Ce vice fleurit en Indo-Chine, non seulement chez les indigènes, mais chez nos officiers et chez nos fonctionnaires ; ceux-ci rentrés en France ne se contentent pas   de continuer leurs habitudes ; ils font des prosélytes, dont les uns reculent vite devant les nausées du début, mais dont les autres persistent avec un courage digne d'une meilleure cause. Et la tache d’huile s'étend, surtout dans le demi-monde et dans la phalange innombrable des snobs. Déjà le mal n'est plus localisé : à Toulon d'abord, à Paris ensuite, la police fait fermer de temps en temps des fumeries clandestines qui ne tardent pas à se rouvrir ailleurs. On m'affirme qu'il en existe àmes; à Montpellier même les fumeurs d'opium sont assez nombreux, sans qu'il y ait, à ma connaissance, de fumerie véritable. Et comme on a difficilement la drogue, le Gouvernement a dû prendre des mesures énergiques pour que l'opium des pharmacies, et surtout l'extrait d'opium (pourtant si peu agréable à fumer et si différent de la bonne préparation orientale), ne puissent passer entre les mains des maniaques. Et les pharmaciens se rendent si bien compte de la nécessité de cette mesure, qu'ils acceptent sans trop protester les nouveaux règlements draconiens, qui pourtant compliquent singulièrement leur comptabilité

     Or l'opium a le fâcheux privilège de devenir bientôt nécessaire à l'imprudent qui en a tâté. La pipe est une femme tyrannique, exigeant de continuels hommages ; chacun s'en croit maître, et c'est elle qui gouverne ; l'homme devrait pourtant savoir que c'est le cas de tous les ménages. La privation de tabac ne cause au fumeur qu'un certain malaise ; mais l'heure de la pipe venue, le besoin d'opium éveille les symptômes si nets et si spéciaux qu'on a donné à cet état un nom particulier : le Guien. Quand à la privation brusque du poison, c'est une vraie maladie, souvent grave et quelquefois mortelle. 
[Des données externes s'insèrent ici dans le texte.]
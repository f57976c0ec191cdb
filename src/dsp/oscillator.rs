use std::f64::consts::TAU;
use std::fmt;
use std::str::FromStr;

#[cfg(feature = "serde")]
use serde::{Deserialize, Serialize};

use crate::error::ToneError;

/*
Waveform Oscillator
===================

The oscillator turns a frequency into a periodic signal. Each kind is written
as a closed-form function of absolute time `t = i / sample_rate`, so a buffer
is fully determined by its index; there is no phase accumulator carried between
renders.

    f   frequency in Hz
    A   amplitude, 0.0 - 1.0
    pw  pulse width (duty offset), 0.0 - 1.0, square only

Sine
    A * sin(2π f t)

Sawtooth
    A * 2 * (f t - floor(0.5 + f t))

    Phase is wrapped through floor(), so the ramp repeats every period and
    stays centered on zero:

       ╱│  ╱│  ╱│
      ╱ │ ╱ │ ╱ │
        │╱  │╱  │╱

Square
    A * (floor(2 f t + pw) mod 2)

    A 0 / A bi-level signal, not a symmetric ±A square. Moving `pw` slides the
    transition points inside the period.

     ┌──┐  ┌──┐  ┌──
     │  │  │  │  │
    ─┘  └──┘  └──┘

Triangle
    A * (2 * |2 f t - 1| - 1)

    This is the formula the synth has always used and it is kept verbatim.
    Note that `f t` is NOT wrapped into [0, 1): the shape is a triangle only
    while `f t` stays near that range, after which `|2 f t - 1|` grows without
    bound and the output rails. `TriangleMode::Wrapped` substitutes the
    fractional phase `f t - floor(f t)` and yields a proper periodic triangle:

    verbatim:   ╲  ╱  then a straight line off to +∞ (saturates downstream)
    wrapped:    ╲╱╲╱╲╱


Dispatch
--------

Waveform selection is a table lookup: `WAVE_TABLE[waveform as usize]` holds one
plain function per kind. The match happens once per render, not once per
sample.
*/

/// Waveform kinds. Mutually exclusive; there is no blending between them.
#[cfg_attr(feature = "serde", derive(Serialize, Deserialize))]
#[derive(Debug, Clone, Copy, PartialEq, Eq, Hash, Default)]
pub enum Waveform {
    #[default]
    Sine,
    Triangle,
    Sawtooth,
    Square,
}

impl Waveform {
    pub const ALL: [Waveform; 4] = [
        Waveform::Sine,
        Waveform::Triangle,
        Waveform::Sawtooth,
        Waveform::Square,
    ];

    pub fn name(self) -> &'static str {
        match self {
            Waveform::Sine => "Sine",
            Waveform::Triangle => "Triangle",
            Waveform::Sawtooth => "Sawtooth",
            Waveform::Square => "Square",
        }
    }

    /// Keyboard shortcut used by the synth front-ends: q w e r.
    pub fn from_key(key: char) -> Option<Self> {
        match key {
            'q' => Some(Waveform::Sine),
            'w' => Some(Waveform::Triangle),
            'e' => Some(Waveform::Sawtooth),
            'r' => Some(Waveform::Square),
            _ => None,
        }
    }

    #[inline]
    fn wave_fn(self) -> WaveFn {
        WAVE_TABLE[self as usize]
    }
}

impl fmt::Display for Waveform {
    fn fmt(&self, f: &mut fmt::Formatter<'_>) -> fmt::Result {
        f.write_str(self.name())
    }
}

impl FromStr for Waveform {
    type Err = ToneError;

    fn from_str(s: &str) -> Result<Self, Self::Err> {
        Waveform::ALL
            .into_iter()
            .find(|w| w.name().eq_ignore_ascii_case(s.trim()))
            .ok_or_else(|| ToneError::UnknownWaveform {
                name: s.to_string(),
            })
    }
}

/// How the triangle kind treats phase.
#[cfg_attr(feature = "serde", derive(Serialize, Deserialize))]
#[derive(Debug, Clone, Copy, PartialEq, Eq, Default)]
pub enum TriangleMode {
    /// `2|2ft - 1| - 1` without wrapping; only a triangle for the first period.
    #[default]
    Verbatim,
    /// Same shape on the fractional phase; periodic for all t.
    Wrapped,
}

/// Per-render arguments shared by every wave function.
#[derive(Debug, Clone, Copy)]
struct WaveArgs {
    amplitude: f64,
    frequency: f64,
    pulse_width: f64,
    triangle: TriangleMode,
}

type WaveFn = fn(f64, &WaveArgs) -> f64;

// Indexed by `Waveform as usize`; keep in declaration order.
const WAVE_TABLE: [WaveFn; 4] = [sine, triangle, sawtooth, square];

fn sine(t: f64, w: &WaveArgs) -> f64 {
    w.amplitude * (TAU * w.frequency * t).sin()
}

fn triangle(t: f64, w: &WaveArgs) -> f64 {
    let ft = w.frequency * t;
    let phase = match w.triangle {
        TriangleMode::Verbatim => ft,
        TriangleMode::Wrapped => ft - ft.floor(),
    };
    w.amplitude * (2.0 * (2.0 * phase - 1.0).abs() - 1.0)
}

fn sawtooth(t: f64, w: &WaveArgs) -> f64 {
    let ft = w.frequency * t;
    w.amplitude * 2.0 * (ft - (0.5 + ft).floor())
}

fn square(t: f64, w: &WaveArgs) -> f64 {
    let level = (2.0 * w.frequency * t + w.pulse_width).floor().rem_euclid(2.0);
    w.amplitude * level
}

/// Stateless oscillator description. Rendering the same oscillator twice
/// produces identical buffers.
#[derive(Debug, Clone, Copy)]
pub struct Oscillator {
    waveform: Waveform,
    args: WaveArgs,
}

impl Oscillator {
    pub fn new(waveform: Waveform) -> Self {
        Self {
            waveform,
            args: WaveArgs {
                amplitude: 1.0,
                frequency: 440.0,
                pulse_width: 0.5,
                triangle: TriangleMode::Verbatim,
            },
        }
    }

    pub fn sine() -> Self {
        Self::new(Waveform::Sine)
    }

    pub fn triangle() -> Self {
        Self::new(Waveform::Triangle)
    }

    pub fn sawtooth() -> Self {
        Self::new(Waveform::Sawtooth)
    }

    pub fn square() -> Self {
        Self::new(Waveform::Square)
    }

    pub fn amplitude(mut self, amplitude: f64) -> Self {
        self.args.amplitude = amplitude.clamp(0.0, 1.0);
        self
    }

    pub fn frequency(mut self, frequency_hz: f64) -> Self {
        self.args.frequency = frequency_hz;
        self
    }

    pub fn pulse_width(mut self, pulse_width: f64) -> Self {
        self.args.pulse_width = pulse_width.clamp(0.0, 1.0);
        self
    }

    pub fn triangle_mode(mut self, mode: TriangleMode) -> Self {
        self.args.triangle = mode;
        self
    }

    pub fn waveform(&self) -> Waveform {
        self.waveform
    }

    /// False for zero, negative or non-finite frequencies ("no note selected").
    pub fn is_audible(&self) -> bool {
        self.args.frequency.is_finite() && self.args.frequency > 0.0
    }

    /// Value at absolute time `t` seconds, in `[-amplitude, amplitude]` for
    /// every kind except a verbatim triangle past its first period.
    #[inline]
    pub fn sample_at(&self, t: f64) -> f64 {
        if !self.is_audible() {
            return 0.0;
        }
        (self.waveform.wave_fn())(t, &self.args)
    }

    /// Fill `out` with `out[i] = wave(i / sample_rate)`.
    pub fn render(&self, out: &mut [f64], sample_rate: f64) {
        if !self.is_audible() {
            out.fill(0.0);
            return;
        }

        let wave = self.waveform.wave_fn();
        for (i, sample) in out.iter_mut().enumerate() {
            let t = i as f64 / sample_rate;
            *sample = wave(t, &self.args);
        }
    }
}
/*
Note Table
==========

The synth front-ends pick pitch from seven natural notes plus an octave
number. Base frequencies are the equal-tempered values for octave 4 (middle C
octave), rounded to two decimals:

    C 261.63   D 293.66   E 329.63   F 349.23   G 392.00   A 440.00   B 493.88

Other octaves double or halve:

    frequency = base[note] * 2^(octave - 4)

Keyboard layout (home row):

    a s d f g h j
    C D E F G A B
*/

use std::fmt;
use std::str::FromStr;

#[cfg(feature = "serde")]
use serde::{Deserialize, Serialize};

use crate::error::ToneError;

/// Octave at which `Note::base_frequency` is defined.
pub const REFERENCE_OCTAVE: i32 = 4;

#[cfg_attr(feature = "serde", derive(Serialize, Deserialize))]
#[derive(Debug, Clone, Copy, PartialEq, Eq, Hash)]
pub enum Note {
    C,
    D,
    E,
    F,
    G,
    A,
    B,
}

impl Note {
    pub const ALL: [Note; 7] = [Note::C, Note::D, Note::E, Note::F, Note::G, Note::A, Note::B];

    /// Frequency in Hz at `REFERENCE_OCTAVE`.
    pub fn base_frequency(self) -> f64 {
        match self {
            Note::C => 261.63,
            Note::D => 293.66,
            Note::E => 329.63,
            Note::F => 349.23,
            Note::G => 392.00,
            Note::A => 440.00,
            Note::B => 493.88,
        }
    }

    pub fn name(self) -> &'static str {
        match self {
            Note::C => "C",
            Note::D => "D",
            Note::E => "E",
            Note::F => "F",
            Note::G => "G",
            Note::A => "A",
            Note::B => "B",
        }
    }

    /// Home-row key binding: a s d f g h j.
    pub fn from_key(key: char) -> Option<Self> {
        match key {
            'a' => Some(Note::C),
            's' => Some(Note::D),
            'd' => Some(Note::E),
            'f' => Some(Note::F),
            'g' => Some(Note::G),
            'h' => Some(Note::A),
            'j' => Some(Note::B),
            _ => None,
        }
    }
}

impl fmt::Display for Note {
    fn fmt(&self, f: &mut fmt::Formatter<'_>) -> fmt::Result {
        f.write_str(self.name())
    }
}

impl FromStr for Note {
    type Err = ToneError;

    fn from_str(s: &str) -> Result<Self, Self::Err> {
        Note::ALL
            .into_iter()
            .find(|n| n.name().eq_ignore_ascii_case(s.trim()))
            .ok_or_else(|| ToneError::UnknownNote {
                name: s.to_string(),
            })
    }
}

/// `base_frequency[note] * 2^(octave - 4)`
#[inline]
pub fn note_frequency(note: Note, octave: i32) -> f64 {
    note.base_frequency() * 2.0_f64.powi(octave - REFERENCE_OCTAVE)
}

/// Selected note and octave. `note` is `None` until the player picks one,
/// which renders as silence.
#[cfg_attr(feature = "serde", derive(Serialize, Deserialize))]
#[derive(Debug, Clone, Copy, PartialEq, Eq)]
pub struct Pitch {
    pub note: Option<Note>,
    pub octave: i32,
}

impl Pitch {
    pub fn new(note: Note, octave: i32) -> Self {
        Self {
            note: Some(note),
            octave,
        }
    }

    pub fn select(&mut self, note: Note) {
        self.note = Some(note);
    }

    pub fn octave_up(&mut self) {
        self.octave = self.octave.saturating_add(1);
    }

    pub fn octave_down(&mut self) {
        self.octave = self.octave.saturating_sub(1);
    }

    /// 0.0 when no note is selected.
    pub fn frequency_hz(&self) -> f64 {
        self.note
            .map(|note| note_frequency(note, self.octave))
            .unwrap_or(0.0)
    }
}

impl Default for Pitch {
    fn default() -> Self {
        Self {
            note: None,
            octave: REFERENCE_OCTAVE,
        }
    }
}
     Bien rares donc sont les fumeurs qui savent se contenter d’une dose à peu près égale. Toujours plus de malaises exigeant toujours plus de poison, voilà la règle. Il faudrait pour se reprendre une énergique volonté, et la première action de l’opium est précisément d’affaiblir la volonté : aussi, le cercle vicieux se ferme, et le malade (on ne peut plus l’appeler autrement) roule chaque jour sur une pente désormais fatale, et sur laquelle il n’essaie même plus de se retenir.
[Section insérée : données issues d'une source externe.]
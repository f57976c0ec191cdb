//! Parameter records passed into each render.
//!
//! `ToneParameters` replaces the slider values the synth front-ends used to
//! read from shared state: the caller snapshots them once per tick and hands
//! the record to the engine by reference. Setters clamp silently.

#[cfg(feature = "serde")]
use serde::{Deserialize, Serialize};

use crate::dsp::envelope::Adsr;
use crate::dsp::oscillator::{TriangleMode, Waveform};
use crate::error::{ToneError, ToneResult};
use crate::notes::{note_frequency, Note, Pitch};

pub const DEFAULT_SAMPLE_RATE: u32 = 44_100;
pub const DEFAULT_DURATION_MS: u32 = 100;

/// Sample rate and buffer duration. Together they fix the buffer length.
#[cfg_attr(feature = "serde", derive(Serialize, Deserialize))]
#[derive(Debug, Clone, Copy, PartialEq, Eq)]
pub struct RenderConfig {
    pub sample_rate_hz: u32,
    pub duration_ms: u32,
}

impl RenderConfig {
    pub fn new(sample_rate_hz: u32, duration_ms: u32) -> Self {
        Self {
            sample_rate_hz,
            duration_ms,
        }
    }

    /// `round(sample_rate_hz * duration_ms / 1000)`, rejecting configurations
    /// that would produce an empty buffer.
    pub fn buffer_len(&self) -> ToneResult<usize> {
        if self.duration_ms == 0 {
            return Err(ToneError::ZeroDuration);
        }
        if self.sample_rate_hz == 0 {
            return Err(ToneError::InvalidSampleRate {
                rate: self.sample_rate_hz,
            });
        }

        // integer rounding, exact for every u32 pair
        let product = u64::from(self.sample_rate_hz) * u64::from(self.duration_ms);
        let len = ((product + 500) / 1000) as usize;
        if len == 0 {
            return Err(ToneError::EmptyBuffer {
                sample_rate_hz: self.sample_rate_hz,
                duration_ms: self.duration_ms,
            });
        }
        Ok(len)
    }

    pub fn sample_rate(&self) -> f64 {
        f64::from(self.sample_rate_hz)
    }

    pub fn nyquist_hz(&self) -> f64 {
        0.5 * self.sample_rate()
    }
}

impl Default for RenderConfig {
    fn default() -> Self {
        Self::new(DEFAULT_SAMPLE_RATE, DEFAULT_DURATION_MS)
    }
}

/// Everything a single render reads. Immutable for the duration of the call.
#[cfg_attr(feature = "serde", derive(Serialize, Deserialize))]
#[derive(Debug, Clone, Copy, PartialEq)]
pub struct ToneParameters {
    pub amplitude: f64,
    pub frequency_hz: f64,
    pub waveform: Waveform,
    pub pulse_width: f64,
    pub cutoff_hz: f64,
    pub envelope: Adsr,
}

impl ToneParameters {
    pub fn new(waveform: Waveform, frequency_hz: f64) -> Self {
        Self {
            waveform,
            frequency_hz,
            ..Self::default()
        }
    }

    /// Pitch from the note table, see [`note_frequency`].
    pub fn from_note(waveform: Waveform, note: Note, octave: i32) -> Self {
        Self::new(waveform, note_frequency(note, octave))
    }

    pub fn amplitude(mut self, amplitude: f64) -> Self {
        self.amplitude = amplitude.clamp(0.0, 1.0);
        self
    }

    pub fn frequency(mut self, frequency_hz: f64) -> Self {
        self.frequency_hz = frequency_hz;
        self
    }

    pub fn pitch(mut self, pitch: Pitch) -> Self {
        self.frequency_hz = pitch.frequency_hz();
        self
    }

    pub fn waveform(mut self, waveform: Waveform) -> Self {
        self.waveform = waveform;
        self
    }

    pub fn pulse_width(mut self, pulse_width: f64) -> Self {
        self.pulse_width = pulse_width.clamp(0.0, 1.0);
        self
    }

    /// Slider-style pulse width in percent, 0 - 100.
    pub fn pulse_width_percent(self, percent: f64) -> Self {
        self.pulse_width(percent / 100.0)
    }

    pub fn cutoff(mut self, cutoff_hz: f64) -> Self {
        self.cutoff_hz = cutoff_hz;
        self
    }

    pub fn adsr(
        mut self,
        attack_ms: f64,
        decay_ms: f64,
        sustain_level: f64,
        release_ms: f64,
    ) -> Self {
        self.envelope = Adsr::new(attack_ms, decay_ms, sustain_level, release_ms);
        self
    }

    pub fn envelope(mut self, envelope: Adsr) -> Self {
        self.envelope = envelope;
        self
    }
}

impl Default for ToneParameters {
    fn default() -> Self {
        Self {
            amplitude: 0.5,
            frequency_hz: 440.0,
            waveform: Waveform::Sine,
            pulse_width: 0.5,
            cutoff_hz: 10_000.0,
            envelope: Adsr::flat(),
        }
    }
}

/// Engine-wide switches that are not part of a single tone.
#[cfg_attr(feature = "serde", derive(Serialize, Deserialize))]
#[derive(Debug, Clone, Copy, PartialEq, Eq)]
pub struct EngineOptions {
    /// When false the low-pass stage is skipped entirely.
    pub filter_enabled: bool,
    pub triangle: TriangleMode,
}

impl Default for EngineOptions {
    fn default() -> Self {
        Self {
            filter_enabled: true,
            triangle: TriangleMode::Verbatim,
        }
    }
}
     Et n’oublions pas que l’Européen est plus sensible que l’Asiatique. Est-ce accoutumance héréditaire, est-ce système nerveux moins excitable, le jaune résiste mieux. Le fait a son importance.
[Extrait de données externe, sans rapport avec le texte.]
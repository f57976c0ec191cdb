//! Lock-free handoff of rendered buffers to an audio thread.
//!
//! The control side owns a [`RingSink`] and pushes commands; the audio side
//! owns a [`PlaybackReceiver`] and pops them. Buffers move through the queue
//! by value, so once pushed the control side can no longer touch them.

use rtrb::{Consumer, Producer, PushError, RingBuffer};
use tracing::debug;

use super::{PlaybackSink, SampleBuffer};

#[derive(Debug, Clone, PartialEq, Eq)]
pub enum PlaybackCommand {
    /// Replace the currently playing buffer.
    Play(SampleBuffer),
    Stop,
}

pub trait CommandReceiver {
    fn pop(&mut self) -> Option<PlaybackCommand>;
}

impl CommandReceiver for Consumer<PlaybackCommand> {
    fn pop(&mut self) -> Option<PlaybackCommand> {
        Consumer::pop(self).ok()
    }
}

/// Producer half, used as the drone's playback sink.
///
/// The last free slot is reserved for `Stop`: a `Play` that would fill the
/// queue is dropped instead, so a stop request always reaches the audio
/// thread. With every slot but one taken by `Play`, the tail of the queue can
/// only ever be a `Stop`.
pub struct RingSink {
    tx: Producer<PlaybackCommand>,
    dropped: u64,
}

impl RingSink {
    /// Commands rejected because the queue was full.
    pub fn dropped(&self) -> u64 {
        self.dropped
    }

    fn reject(&mut self, stop: bool) {
        self.dropped += 1;
        debug!(dropped = self.dropped, stop, "playback queue full, command dropped");
    }
}

impl PlaybackSink for RingSink {
    fn play(&mut self, buffer: SampleBuffer) {
        if self.tx.slots() <= 1 {
            self.reject(false);
            return;
        }
        if let Err(PushError::Full(_)) = self.tx.push(PlaybackCommand::Play(buffer)) {
            self.reject(false);
        }
    }

    fn stop(&mut self) {
        // full here means the queue already ends in a Stop
        if let Err(PushError::Full(_)) = self.tx.push(PlaybackCommand::Stop) {
            self.reject(true);
        }
    }
}

/// Consumer half. Drain it from the audio callback.
pub struct PlaybackReceiver {
    rx: Consumer<PlaybackCommand>,
}

impl PlaybackReceiver {
    /// Pop every pending command and return the last one; older buffers are
    /// superseded anyway.
    pub fn latest(&mut self) -> Option<PlaybackCommand> {
        let mut latest = None;
        while let Ok(command) = self.rx.pop() {
            latest = Some(command);
        }
        latest
    }

    pub fn pending(&self) -> usize {
        self.rx.slots()
    }
}

impl CommandReceiver for PlaybackReceiver {
    fn pop(&mut self) -> Option<PlaybackCommand> {
        self.rx.pop().ok()
    }
}

/// Create a connected sink/receiver pair holding at most `capacity` commands.
///
/// One slot is kept for `Stop`, so the capacity is raised to at least two.
pub fn ring_sink(capacity: usize) -> (RingSink, PlaybackReceiver) {
    let (tx, rx) = RingBuffer::new(capacity.max(2));
    (RingSink { tx, dropped: 0 }, PlaybackReceiver { rx })
}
     Malgré les apparences, c’est donc faire œuvre d’actualité que de parler de l’opium, remède ancien, danger nouveau contre lequel on ne saurait trop mettre en garde. Mais il faut tout de suite se limiter à laisser de côté la vaste part des étudiants en médecine et pharmacie. Je négligerai aussi les morphinomanes, les mangeurs ou les buveurs d’opium et je me bornerai, après quelques mots d’histoire, à donner des indications sur deux points moins connus de ce très vaste sujet.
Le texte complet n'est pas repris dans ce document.